O partido Aliança da Esquerda Democrática decidiu usar o debate para enfatizar a sua própria perspectiva. Em 4 de julho, eles apresentaram [pl] um projeto de lei para liberalizar a lei do aborto. O partido quer introduzir o aborto legal reembolsável até a 12ª semana de gravidez, o financiamento de contraceptivos e educação sexual nas escolas. Rbik53 concluiu [pl]:

…What a pity that the election campaign passes so quickly…
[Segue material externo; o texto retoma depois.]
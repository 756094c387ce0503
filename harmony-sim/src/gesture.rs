//! Gesture presets steering the simulated flex sensors
//!
//! A preset either holds the five flex baselines at fixed targets or animates
//! them as a travelling wave. Built-in presets are a closed set; extra presets
//! come from configuration as [`Gesture::Custom`] and are validated once when
//! the [`GestureTable`] is built, so lookups never fail later.
//!
//! The active preset is shared between connection threads (writers) and the
//! tick loop (reader) as a single [`AtomicUsize`] index into the immutable
//! table. A switch is one store; the tick loop sees either the old or the new
//! preset, never a mix.

use crate::core::types::{FLEX_COUNT, FLEX_MAX};
use crate::error::{Error, Result};
use std::collections::HashSet;
use std::sync::atomic::{AtomicUsize, Ordering};

/// Words the control channel reserves for itself
pub const RESERVED_NAMES: [&str; 2] = ["list", "resync"];

/// How a preset drives the flex baselines
#[derive(Debug, Clone, Copy, PartialEq)]
pub enum GestureMotion {
    /// Converge on fixed per-finger targets
    Hold([f64; FLEX_COUNT]),
    /// Sweep each finger with a phase-shifted sine
    Wave,
}

/// Preset supplied by configuration
#[derive(Debug, Clone, PartialEq)]
pub struct CustomGesture {
    pub name: String,
    pub description: String,
    pub motion: GestureMotion,
}

/// A gesture preset
#[derive(Debug, Clone, PartialEq)]
pub enum Gesture {
    /// Open hand at rest
    Rest,
    /// Closed fist
    Fist,
    /// Index finger extended
    Point,
    /// Index and middle extended
    Peace,
    /// Thumb up
    ThumbsUp,
    /// Animated wave
    Wave,
    /// Configuration-defined preset
    Custom(CustomGesture),
}

impl Gesture {
    /// Built-in presets in listing order
    pub const BUILTIN: [Gesture; 6] = [
        Gesture::Rest,
        Gesture::Fist,
        Gesture::Point,
        Gesture::Peace,
        Gesture::ThumbsUp,
        Gesture::Wave,
    ];

    /// Command word selecting this preset
    pub fn name(&self) -> &str {
        match self {
            Gesture::Rest => "repos",
            Gesture::Fist => "poing",
            Gesture::Point => "pointer",
            Gesture::Peace => "peace",
            Gesture::ThumbsUp => "pouce",
            Gesture::Wave => "wave",
            Gesture::Custom(custom) => &custom.name,
        }
    }

    pub fn description(&self) -> &str {
        match self {
            Gesture::Rest => "Open hand, at rest",
            Gesture::Fist => "Closed fist",
            Gesture::Point => "Index extended, other fingers folded",
            Gesture::Peace => "Peace sign (index + middle)",
            Gesture::ThumbsUp => "Thumb up",
            Gesture::Wave => "Animated wave (sinusoidal motion)",
            Gesture::Custom(custom) => &custom.description,
        }
    }

    pub fn motion(&self) -> GestureMotion {
        match self {
            Gesture::Rest => GestureMotion::Hold([500.0; FLEX_COUNT]),
            Gesture::Fist => GestureMotion::Hold([3500.0; FLEX_COUNT]),
            Gesture::Point => GestureMotion::Hold([3000.0, 500.0, 3500.0, 3500.0, 3500.0]),
            Gesture::Peace => GestureMotion::Hold([3000.0, 500.0, 500.0, 3500.0, 3500.0]),
            Gesture::ThumbsUp => GestureMotion::Hold([500.0, 3500.0, 3500.0, 3500.0, 3500.0]),
            Gesture::Wave => GestureMotion::Wave,
            Gesture::Custom(custom) => custom.motion,
        }
    }
}

/// Index of a preset inside its [`GestureTable`]
#[derive(Debug, Clone, Copy, PartialEq, Eq, Hash)]
pub struct GestureId(usize);

/// Immutable, validated list of presets
#[derive(Debug, Clone)]
pub struct GestureTable {
    entries: Vec<Gesture>,
}

impl GestureTable {
    /// Table with the built-in presets only
    pub fn builtin() -> Self {
        Self {
            entries: Gesture::BUILTIN.to_vec(),
        }
    }

    /// Built-in presets followed by the given custom ones
    ///
    /// Custom names are normalized to trimmed lowercase. Fails on empty,
    /// reserved or duplicate names and on hold targets outside the flex range.
    pub fn with_custom(custom: Vec<CustomGesture>) -> Result<Self> {
        let mut table = Self::builtin();
        let mut seen: HashSet<String> = table
            .entries
            .iter()
            .map(|g| g.name().to_string())
            .collect();

        for mut gesture in custom {
            gesture.name = gesture.name.trim().to_lowercase();

            if gesture.name.is_empty() {
                return Err(Error::Config("gesture name must not be empty".to_string()));
            }
            if RESERVED_NAMES.contains(&gesture.name.as_str()) {
                return Err(Error::Config(format!(
                    "gesture name '{}' is a reserved command",
                    gesture.name
                )));
            }
            if !seen.insert(gesture.name.clone()) {
                return Err(Error::Config(format!(
                    "duplicate gesture name '{}'",
                    gesture.name
                )));
            }
            if let GestureMotion::Hold(targets) = gesture.motion
                && let Some(bad) = targets
                    .iter()
                    .find(|t| !t.is_finite() || **t < 0.0 || **t > FLEX_MAX as f64)
            {
                return Err(Error::Config(format!(
                    "gesture '{}' target {} outside 0..={}",
                    gesture.name, bad, FLEX_MAX
                )));
            }

            table.entries.push(Gesture::Custom(gesture));
        }

        Ok(table)
    }

    /// Find a preset by command word (case-insensitive, trimmed)
    pub fn lookup(&self, name: &str) -> Option<GestureId> {
        let name = name.trim().to_lowercase();
        self.entries
            .iter()
            .position(|g| g.name() == name)
            .map(GestureId)
    }

    pub fn get(&self, id: GestureId) -> &Gesture {
        &self.entries[id.0]
    }

    /// Presets in listing order
    pub fn iter(&self) -> impl Iterator<Item = &Gesture> {
        self.entries.iter()
    }

    /// Preset names in listing order
    pub fn names(&self) -> Vec<&str> {
        self.entries.iter().map(Gesture::name).collect()
    }

    pub fn len(&self) -> usize {
        self.entries.len()
    }

    pub fn is_empty(&self) -> bool {
        self.entries.is_empty()
    }
}

/// Active preset shared between control handlers and the tick loop
#[derive(Debug)]
pub struct GestureState {
    table: GestureTable,
    current: AtomicUsize,
}

impl GestureState {
    pub fn new(table: GestureTable, initial: GestureId) -> Self {
        Self {
            table,
            current: AtomicUsize::new(initial.0),
        }
    }

    pub fn table(&self) -> &GestureTable {
        &self.table
    }

    pub fn current_id(&self) -> GestureId {
        GestureId(self.current.load(Ordering::Acquire))
    }

    /// Currently active preset
    pub fn current(&self) -> &Gesture {
        self.table.get(self.current_id())
    }

    /// Switch to the named preset; `None` leaves the active preset untouched
    pub fn select(&self, name: &str) -> Option<&Gesture> {
        let id = self.table.lookup(name)?;
        Some(self.select_id(id))
    }

    /// Switch to a preset already resolved against this table
    pub fn select_id(&self, id: GestureId) -> &Gesture {
        self.current.store(id.0, Ordering::Release);
        self.table.get(id)
    }
}

#[cfg(test)]
mod tests {
    use super::*;

    fn custom(name: &str, motion: GestureMotion) -> CustomGesture {
        CustomGesture {
            name: name.to_string(),
            description: "test".to_string(),
            motion,
        }
    }

    #[test]
    fn test_builtin_order() {
        let table = GestureTable::builtin();
        assert_eq!(
            table.names(),
            vec!["repos", "poing", "pointer", "peace", "pouce", "wave"]
        );
    }

    #[test]
    fn test_lookup_case_insensitive() {
        let table = GestureTable::builtin();
        let id = table.lookup("  POING ").unwrap();
        assert_eq!(table.get(id), &Gesture::Fist);
        assert!(table.lookup("nope").is_none());
    }

    #[test]
    fn test_custom_appended() {
        let table =
            GestureTable::with_custom(vec![custom(" Rock ", GestureMotion::Hold([0.0; 5]))])
                .unwrap();
        assert_eq!(table.len(), 7);
        let id = table.lookup("rock").unwrap();
        assert_eq!(table.get(id).name(), "rock");
        assert_eq!(table.get(id).motion(), GestureMotion::Hold([0.0; 5]));
    }

    #[test]
    fn test_custom_non_ascii_name_matches_any_case() {
        let table =
            GestureTable::with_custom(vec![custom("Ñandú", GestureMotion::Wave)]).unwrap();
        let id = table.lookup("Ñandú").unwrap();
        assert_eq!(table.get(id).name(), "ñandú");
        assert_eq!(table.lookup(" ÑANDÚ "), Some(id));
        assert_eq!(table.lookup("ñandú"), Some(id));

        let state = GestureState::new(table, GestureId(0));
        assert_eq!(state.select("Ñandú").map(Gesture::name), Some("ñandú"));
        assert_eq!(state.current_id(), id);
    }

    #[test]
    fn test_custom_rejects_reserved_and_duplicates() {
        assert!(GestureTable::with_custom(vec![custom("list", GestureMotion::Wave)]).is_err());
        assert!(GestureTable::with_custom(vec![custom("Wave", GestureMotion::Wave)]).is_err());
        assert!(
            GestureTable::with_custom(vec![
                custom("a", GestureMotion::Wave),
                custom("a", GestureMotion::Wave)
            ])
            .is_err()
        );
        assert!(GestureTable::with_custom(vec![custom("  ", GestureMotion::Wave)]).is_err());
    }

    #[test]
    fn test_custom_rejects_out_of_range_targets() {
        let motion = GestureMotion::Hold([0.0, 0.0, 5000.0, 0.0, 0.0]);
        assert!(GestureTable::with_custom(vec![custom("big", motion)]).is_err());
    }

    #[test]
    fn test_select_swaps_token() {
        let table = GestureTable::builtin();
        let rest = table.lookup("repos").unwrap();
        let state = GestureState::new(table, rest);
        assert_eq!(state.current(), &Gesture::Rest);

        let picked = state.select("Wave").unwrap();
        assert_eq!(picked, &Gesture::Wave);
        assert_eq!(state.current(), &Gesture::Wave);

        assert!(state.select("unknown").is_none());
        assert_eq!(state.current(), &Gesture::Wave);
    }
}
//! Text control channel
//!
//! Viewers steer the simulation with single-word text messages:
//!
//! | Message | Effect | Reply |
//! |---------|--------|-------|
//! | preset name | switch the active gesture | `{"status":"ok","gesture":..,"description":..}` |
//! | `list` | none | `{"presets":[..]}` in table order |
//! | `resync` | sender's next binary frame is full | `{"status":"resync"}` |
//! | anything else | none | none |
//!
//! Matching trims whitespace and ignores ASCII case.
//!
//! A viewer cannot tell a full frame from a delta frame in which every sensor
//! moved, so `resync` drops the frames still queued for that viewer and is
//! answered in order with the stream: the first binary message after the
//! `resync` reply is the full frame.

use crate::error::Result;
use crate::gesture::{GestureId, GestureState, GestureTable};
use crate::streaming::messages::{GestureAck, PresetList, ResyncAck};
use crate::streaming::sink::{SinkId, SinkRegistry};
use crate::streaming::wire::Outbound;
use crossbeam_channel::Receiver;
use std::sync::Arc;

/// A parsed control message
#[derive(Debug, Clone, Copy, PartialEq, Eq)]
pub enum ControlCommand {
    /// Switch to this preset
    Select(GestureId),
    /// List preset names
    List,
    /// Send the sender a full frame next
    Resync,
}

impl ControlCommand {
    /// Parse a text message; `None` for anything not understood
    pub fn parse(text: &str, table: &GestureTable) -> Option<Self> {
        let word = text.trim();
        if word.eq_ignore_ascii_case("list") {
            Some(ControlCommand::List)
        } else if word.eq_ignore_ascii_case("resync") {
            Some(ControlCommand::Resync)
        } else {
            table.lookup(word).map(ControlCommand::Select)
        }
    }
}

/// Applies control messages from one viewer
pub struct ControlHandler {
    gestures: Arc<GestureState>,
    registry: SinkRegistry,
    sink_id: SinkId,
    /// Queue of this viewer's sink, emptied on resync
    pending: Receiver<Outbound>,
}

impl ControlHandler {
    pub fn new(
        gestures: Arc<GestureState>,
        registry: SinkRegistry,
        sink_id: SinkId,
        pending: Receiver<Outbound>,
    ) -> Self {
        Self {
            gestures,
            registry,
            sink_id,
            pending,
        }
    }

    /// Handle one text message and return the reply to send back, if any
    pub fn handle(&self, text: &str) -> Result<Option<String>> {
        let Some(command) = ControlCommand::parse(text, self.gestures.table()) else {
            log::trace!("Ignoring control message from {}: {:?}", self.sink_id, text);
            return Ok(None);
        };

        match command {
            ControlCommand::Select(id) => {
                let gesture = self.gestures.select_id(id);
                log::info!("Gesture → {} (from {})", gesture.name(), self.sink_id);
                Ok(Some(serde_json::to_string(&GestureAck::ok(gesture))?))
            }
            ControlCommand::List => {
                let presets = self
                    .gestures
                    .table()
                    .names()
                    .into_iter()
                    .map(str::to_string)
                    .collect();
                Ok(Some(serde_json::to_string(&PresetList { presets })?))
            }
            ControlCommand::Resync => {
                let mut discarded = 0;
                let marked = self.registry.request_resync_with(self.sink_id, || {
                    discarded = self.pending.try_iter().count();
                });
                if !marked {
                    return Ok(None);
                }
                log::debug!(
                    "Resync requested by {} ({} queued frames dropped)",
                    self.sink_id,
                    discarded
                );
                Ok(Some(serde_json::to_string(&ResyncAck::new())?))
            }
        }
    }
}

#[cfg(test)]
mod tests {
    use super::*;
    use crate::gesture::{CustomGesture, Gesture, GestureMotion};
    use crate::streaming::sink::{ChannelSink, SinkState};

    fn handler() -> (ControlHandler, Arc<GestureState>, SinkRegistry, SinkId) {
        let (handler, gestures, registry, id, _) = handler_with_queue();
        (handler, gestures, registry, id)
    }

    fn handler_with_queue() -> (
        ControlHandler,
        Arc<GestureState>,
        SinkRegistry,
        SinkId,
        crossbeam_channel::Sender<Outbound>,
    ) {
        let table = GestureTable::with_custom(vec![CustomGesture {
            name: "rock".into(),
            description: "Index and little up".into(),
            motion: GestureMotion::Hold([3500.0, 500.0, 3500.0, 3500.0, 500.0]),
        }])
        .unwrap();
        let initial = table.lookup("repos").unwrap();
        let gestures = Arc::new(GestureState::new(table, initial));
        let registry = SinkRegistry::new();
        let (sender, pending) = crossbeam_channel::unbounded();
        let id = registry.add(Box::new(ChannelSink::new(sender.clone())));
        let handler = ControlHandler::new(Arc::clone(&gestures), registry.clone(), id, pending);
        (handler, gestures, registry, id, sender)
    }

    #[test]
    fn test_parse_trims_and_ignores_case() {
        let table = GestureTable::builtin();
        assert_eq!(
            ControlCommand::parse("  LiSt\n", &table),
            Some(ControlCommand::List)
        );
        assert_eq!(
            ControlCommand::parse("RESYNC", &table),
            Some(ControlCommand::Resync)
        );
        assert_eq!(
            ControlCommand::parse(" Poing ", &table),
            table.lookup("poing").map(ControlCommand::Select)
        );
        assert_eq!(ControlCommand::parse("jump", &table), None);
        assert_eq!(ControlCommand::parse("", &table), None);
    }

    #[test]
    fn test_select_replies_and_switches() {
        let (handler, gestures, _, _) = handler();
        let reply = handler.handle("WAVE").unwrap().unwrap();
        assert_eq!(
            reply,
            r#"{"status":"ok","gesture":"wave","description":"Animated wave (sinusoidal motion)"}"#
        );
        assert_eq!(gestures.current(), &Gesture::Wave);

        handler.handle("rock").unwrap().unwrap();
        assert_eq!(gestures.current().name(), "rock");
    }

    #[test]
    fn test_list_in_table_order() {
        let (handler, _, _, _) = handler();
        let reply = handler.handle("list").unwrap().unwrap();
        assert_eq!(
            reply,
            r#"{"presets":["repos","poing","pointer","peace","pouce","wave","rock"]}"#
        );
    }

    #[test]
    fn test_resync_marks_sink_and_drops_queue() {
        let (handler, _, registry, id, sender) = handler_with_queue();
        registry.lock()[0].state = SinkState::Streaming;
        sender.send(Outbound::Binary(vec![0; 8])).unwrap();
        sender.send(Outbound::Binary(vec![1; 8])).unwrap();

        let reply = handler.handle(" resync ").unwrap().unwrap();
        assert_eq!(reply, r#"{"status":"resync"}"#);
        assert_eq!(registry.state(id), Some(SinkState::NeedsFull));
        assert!(handler.pending.is_empty());
    }

    #[test]
    fn test_resync_after_removal_is_silent() {
        let (handler, _, registry, id) = handler();
        registry.remove(id);
        assert_eq!(handler.handle("resync").unwrap(), None);
    }

    #[test]
    fn test_unknown_is_ignored() {
        let (handler, gestures, _, _) = handler();
        assert_eq!(handler.handle("dance").unwrap(), None);
        assert_eq!(gestures.current(), &Gesture::Rest);
    }
}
… Que pena que a campanha eleitoral passa tão rápido …

 

1 comentário

  • Sempre me surpreendeu muito a radicalidade dos católicos romanos (que contam) nesta matéria… Sobretudo por assentarem na sua própria prática os terrores de que fogem (sobretudo na “Europa católica”) as mulheres que abortam. Exemplos: 1º a bastardia, 2º a “desonra” e marginalização da mãe solteira (sobretudo da classe média para baixo, que a estratificação social resolve muitas coisas, nestes planos e sobretudo nos níveis mais elevados); 3º a recusa de baptismo à criança nascida “fora do matrimónio” e sobretudo de mãe solteira; 4º a desonra dos pais e inteira família da “mãe solteira” (sempre da classe média para baixo, bem entendido, que daí para cima pode haver um aborrecimento, mas não há terrores destes)… isto, num apanhado muito rápido (há mais inconvenientes seguramente).
    Neste enquadramento a criminalização e penalização do aborto, parecem-me realmente o desfecho de um percurso armadilhado. Aliás incompatível com o valor socialmente eminente da maternidade. Se uma rapariga escolher ter um filho sem casar (e mais ainda sem pedir o reconhecimento da filiação ao pai) é uma heroína. Mas essa heroína não sobrevive, em contexto católico romano, na classe média ou abaixo da classe média. Se não for uma heroína (vitimada pelo ferrete “moral”, por não ter cedido ao terror), terá de ser uma vítima martirizada (pelo ferrete criminal)? Por ter cedido ao terror? Há para isto, na igreja católica romana, alguma resposta que não seja o terror? É que não a vemos. (E não estou a falar da sociedade de há cinquenta anos na Europa do Sul, porque então as coisas seriam inenarráveis). A separação da igreja e do estado aqui -visivelmente- poupa vidas. Porque já é deplorável que a vida do feto seja posta em risco. Mas pôr em risco duas vidas pela intrusão do Direito Criminal é completamente estúpido e quanto mais vidas se puserem em risco (pelo processo e pela pena) mais estúpido isso parece. A punir alguma coisa (e talvez haja coisas a punir, sim) deveria talvez punir-se a injuria e discriminação contra a mãe solteira em razão das circunstâncias da maternidade (e a primeira entidade a chamar ao tribunal criminal qual seria?)… Isto é o que poderia pedir-se ao Estado. Quanto à igreja romana, ela que excomungue. Em última análise, há sempre o Patriarca da Nova Roma para cujo clero não há crianças de vida “ilegítima” diante do baptistério. (A vida humana não pode ser conveniente ou inconveniente. Com isso eu estou de acordo. Os católicos romanos é que parece que não estão).